Multiplying matrices with repa

Question

I'm playing around with writing a JPEG decoder in pure Haskell (a chance to learn repa for me!), and right now I'm working on the IDCT (which amounts to multiplying a bunch of 8×8 matrices by a ﬁxed 8×8 matrix). The function idctBlocks at the end of the post takes a vector of Word16s as well as blockCount (the count of 8×8 blocks) and compsCount (the number of components, pardon my terminology, in each block, for an image encoded in YCbCr it would be 3) and produces some value based on the results of the IDCTs. The total size of the vector is then blockCount * compsCount * 8 * 8 elements.

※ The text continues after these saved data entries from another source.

//! Rendering properties over generated documents

use pretty_assertions::assert_eq;
use proptest::prelude::*;
use story_document::{Document, Item, Narrative, UiMappingEntry};
use story_render::{
    append_interconnections, duplicate_sections, read_sections, render, title_of,
    CANONICAL_SECTIONS,
};

fn text() -> impl Strategy<Value = String> {
    "[a-zA-Z0-9 *_#<>|\\[\\]`\\n-]{0,40}"
}

fn items(prefix: &'static str) -> impl Strategy<Value = Vec<Item>> {
    prop::collection::vec(text(), 0..4).prop_map(move |texts| {
        texts
            .into_iter()
            .enumerate()
            .map(|(i, t)| Item::new(format!("{prefix}{}", i + 1), t))
            .collect()
    })
}

fn document() -> impl Strategy<Value = Document> {
    (
        text(),
        (text(), text(), text()),
        items("UVB-"),
        items("AC-OUT-"),
        items("IMPL-FLOW-"),
        items("EDGE-"),
        prop::collection::vec((text(), text()), 0..3),
    )
        .prop_map(|(title, (a, w, s), uvb, ac, flow, edge, ui)| {
            let mut doc = Document::new(title).with_story(Narrative::new(a, w, s));
            doc.user_visible_behavior = uvb;
            doc.outcome_acceptance_criteria = ac;
            doc.implementation_notes.data_flow = flow;
            doc.edge_cases = edge;
            doc.ui_mapping = ui
                .into_iter()
                .enumerate()
                .map(|(i, (term, comp))| UiMappingEntry::new(format!("UI-MAP-{}", i + 1), term, comp))
                .collect();
            doc
        })
}

proptest! {
    #[test]
    fn rendering_is_byte_identical(doc in document()) {
        prop_assert_eq!(render(&doc), render(&doc.clone()));
    }

    #[test]
    fn rendered_sections_are_canonical_and_unique(doc in document()) {
        let text = render(&doc);
        prop_assert!(!text.contains("\n\n\n"));
        prop_assert!(text.ends_with('\n') && !text.ends_with("\n\n"));

        let blocks = read_sections(&text);
        prop_assert!(duplicate_sections(&blocks).is_empty());
        prop_assert!(title_of(&blocks).is_some());

        let ranks: Vec<usize> = blocks
            .iter()
            .filter(|b| b.level == 2)
            .filter_map(|b| CANONICAL_SECTIONS.iter().position(|h| b.is(h)))
            .collect();
        let mut sorted = ranks.clone();
        sorted.sort_unstable();
        prop_assert_eq!(ranks, sorted);
    }
}

#[test]
fn metadata_follows_document() {
    let mut doc = Document::new("Checkout");
    doc.outcome_acceptance_criteria
        .push(Item::new("AC-OUT-1", "User sees confirmation"));

    let mut links = story_document::StoryInterconnections::new("story-1");
    links.add_contract_dependency("API-POST-PAYMENTS");

    let text = append_interconnections(&render(&doc), &links);
    let headings: Vec<_> = read_sections(&text)
        .into_iter()
        .map(|b| b.heading)
        .collect();
    assert_eq!(
        headings,
        vec![
            "Checkout",
            "Outcome Acceptance Criteria",
            "Interconnections",
            "Contract Dependencies",
        ]
    );
}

Now, I also have a (quite big) test image with about 320k such blocks, each having 3 components, giving about a million 8×8 matrices total. How long would it take to perform IDCT on all of them without anything too smart? My back-of-the-napkin calculation says about "30-250 ms of a single core time":

For each matrix, to compute a single resulting element in the matrix, we need to do 8 multiplications and 7 additions. For a really pessimistic bound, let's say we don't do any SIMD stuff. Reciprocal throughput of all the relevant instructions is 1 on my CPU, so it takes 15 cycles (well, there's also instruction latency, but that shouldn't be a factor, especially if we're talking about doing this lots of times).
To compute each resulting matrix, we need to compute 64 resulting elements, so that's 64×15, or about 1 thousand cycles per resulting matrix.
And we need to compute about 1 million matrices, giving about 1 billion cycles.
My CPU runs at 4 GHz (and the task is super cache friendly so it shouldn't be limited by the memory), so it should take about ¼th of the second — hence the worst estimate of 250 ms.
Now, if the compiler is smart enough, it surely will use SIMD instructions for vector multiplication and for horizontal sum, reducing 15 cycles per element to about two (well, there's also loading and packing part, but the IDCT matrix can wholly reside in eight XMM registers out of 16 my CPU has, so there's no need to load that, and there's also plenty of room for instruction-level parallelism, so we could probably disregard that for the purposes of this estimate). So, that's a speed up of about 8 times, giving the optimistic bound of 250 / 8 ≈ 30 ms.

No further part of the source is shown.